5 messages · Jamora, Nelissa, Milan Bouchet-Valat, Joshua Wiley

#
Le lundi 18 f?vrier 2013 ? 13:48 +0100, Jamora, Nelissa a ?crit :
You do not need package foreach, which is intended at a completely
different problem.

R does not really have the syntactic equivalent of "varlist", but you
can easily do something like:
for(var in paste0("p", 1:14)) {
    for(y in paste0("p", 15:269))
        lm(yourData[[var]] ~ yourData[[y]])
}

provided that yourData is the data frame in which the p* variables are
stored.

There are probably more direct ways of doing the same thing and storing
the resulting lm objects in a list, but you did not state what you
intend to do with this enormous set of regressions...


Regards
#
Hi Milan, 

Thanks for responding to my question.
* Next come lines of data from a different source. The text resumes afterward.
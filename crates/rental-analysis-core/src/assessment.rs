use rust_decimal::Decimal;
use rust_decimal_macros::dec;
use serde::{Deserialize, Serialize};

use crate::metrics::InvestmentMetrics;
use crate::property::Property;
use crate::types::Money;

/// Qualitative reading of a metric against a (good, fair) pair of bounds.
#[derive(Debug, Clone, Copy, PartialEq, Eq, Serialize, Deserialize)]
#[serde(rename_all = "snake_case")]
pub enum MetricStatus {
    Excellent,
    Good,
    Poor,
}

impl MetricStatus {
    pub fn classify(value: Decimal, good: Decimal, fair: Decimal) -> Self {
        if value >= good {
            Self::Excellent
        } else if value >= fair {
            Self::Good
        } else {
            Self::Poor
        }
    }
}

#[derive(Debug, Clone, Copy, PartialEq, Eq, Serialize, Deserialize)]
#[serde(rename_all = "snake_case")]
pub enum RiskLevel {
    Low,
    Medium,
    High,
}

/// How cautious an underwriting assumption is.
#[derive(Debug, Clone, Copy, PartialEq, Eq, Serialize, Deserialize)]
#[serde(rename_all = "snake_case")]
pub enum AssumptionStance {
    Conservative,
    Moderate,
    Aggressive,
}

#[derive(Debug, Clone, Copy, PartialEq, Eq, Serialize, Deserialize)]
#[serde(rename_all = "snake_case")]
pub enum RentPosition {
    Above,
    Below,
}

#[derive(Debug, Clone, PartialEq, Serialize, Deserialize)]
pub struct MetricStatuses {
    pub cap_rate: MetricStatus,
    pub cash_flow: MetricStatus,
    pub cash_on_cash_return: MetricStatus,
    pub total_roi: MetricStatus,
}

#[derive(Debug, Clone, PartialEq, Serialize, Deserialize)]
pub struct RiskAssessment {
    pub cash_flow_risk: RiskLevel,
    pub vacancy_assumption: AssumptionStance,
    pub maintenance_buffer: AssumptionStance,
    pub rent_vs_break_even: RentPosition,
}

// ---------------------------------------------------------------------------
// Public API
// ---------------------------------------------------------------------------

pub fn metric_statuses(metrics: &InvestmentMetrics) -> MetricStatuses {
    MetricStatuses {
        cap_rate: MetricStatus::classify(metrics.cap_rate, dec!(8), dec!(5)),
        cash_flow: MetricStatus::classify(metrics.net_monthly_cash_flow, dec!(500), dec!(200)),
        cash_on_cash_return: MetricStatus::classify(metrics.cash_on_cash_return, dec!(12), dec!(8)),
        total_roi: MetricStatus::classify(metrics.total_roi, dec!(15), dec!(10)),
    }
}

pub fn assess_risk(property: &Property, metrics: &InvestmentMetrics) -> RiskAssessment {
    RiskAssessment {
        cash_flow_risk: cash_flow_risk(metrics.net_monthly_cash_flow),
        vacancy_assumption: vacancy_assumption(property.vacancy_rate),
        maintenance_buffer: maintenance_buffer(property.maintenance_percentage),
        rent_vs_break_even: if property.monthly_rent > metrics.break_even_rent {
            RentPosition::Above
        } else {
            RentPosition::Below
        },
    }
}

/// Strictly above the bounds: 500 exactly is still medium risk.
fn cash_flow_risk(net_monthly_cash_flow: Money) -> RiskLevel {
    if net_monthly_cash_flow > dec!(500) {
        RiskLevel::Low
    } else if net_monthly_cash_flow > Decimal::ZERO {
        RiskLevel::Medium
    } else {
        RiskLevel::High
    }
}

fn vacancy_assumption(vacancy_rate: Decimal) -> AssumptionStance {
    if vacancy_rate <= dec!(5) {
        AssumptionStance::Conservative
    } else if vacancy_rate <= dec!(10) {
        AssumptionStance::Moderate
    } else {
        AssumptionStance::Aggressive
    }
}

fn maintenance_buffer(maintenance_percentage: Decimal) -> AssumptionStance {
    if maintenance_percentage >= dec!(10) {
        AssumptionStance::Conservative
    } else if maintenance_percentage >= dec!(5) {
        AssumptionStance::Moderate
    } else {
        AssumptionStance::Aggressive
    }
}

#[cfg(test)]
mod tests {
    use super::*;

    #[test]
    fn test_metric_status_bounds() {
        assert_eq!(MetricStatus::classify(dec!(8), dec!(8), dec!(5)), MetricStatus::Excellent);
        assert_eq!(MetricStatus::classify(dec!(5), dec!(8), dec!(5)), MetricStatus::Good);
        assert_eq!(MetricStatus::classify(dec!(4.99), dec!(8), dec!(5)), MetricStatus::Poor);
    }

    #[test]
    fn test_cash_flow_risk_strict_bounds() {
        assert_eq!(cash_flow_risk(dec!(500.01)), RiskLevel::Low);
        assert_eq!(cash_flow_risk(dec!(500)), RiskLevel::Medium);
        assert_eq!(cash_flow_risk(Decimal::ZERO), RiskLevel::High);
    }

    #[test]
    fn test_vacancy_assumption_bands() {
        assert_eq!(vacancy_assumption(dec!(5)), AssumptionStance::Conservative);
        assert_eq!(vacancy_assumption(dec!(10)), AssumptionStance::Moderate);
        assert_eq!(vacancy_assumption(dec!(12)), AssumptionStance::Aggressive);
    }

    #[test]
    fn test_maintenance_buffer_bands() {
        assert_eq!(maintenance_buffer(dec!(10)), AssumptionStance::Conservative);
        assert_eq!(maintenance_buffer(dec!(5)), AssumptionStance::Moderate);
        assert_eq!(maintenance_buffer(dec!(2)), AssumptionStance::Aggressive);
    }

    #[test]
    fn test_status_serialises_snake_case() {
        assert_eq!(
            serde_json::to_string(&AssumptionStance::Conservative).unwrap(),
            "\"conservative\""
        );
    }
}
I'm actually not interested in LM, it
was more  for example. 

You are right, I'm trying an enormous set of model runs. My Var1 n=14; Var2
n=255 ==> 3570!  
But first, I need be able to set up 2 variables in each model run. Those 2
variables are different in each case. I can set this up 1-by-1 but it will be
tedious and not efficient. 

To describe in more details
I have a data frame with 269 variables.
1. individual columns 1-14 can be my first variable
2. individual columns 15-269 can be my second variable.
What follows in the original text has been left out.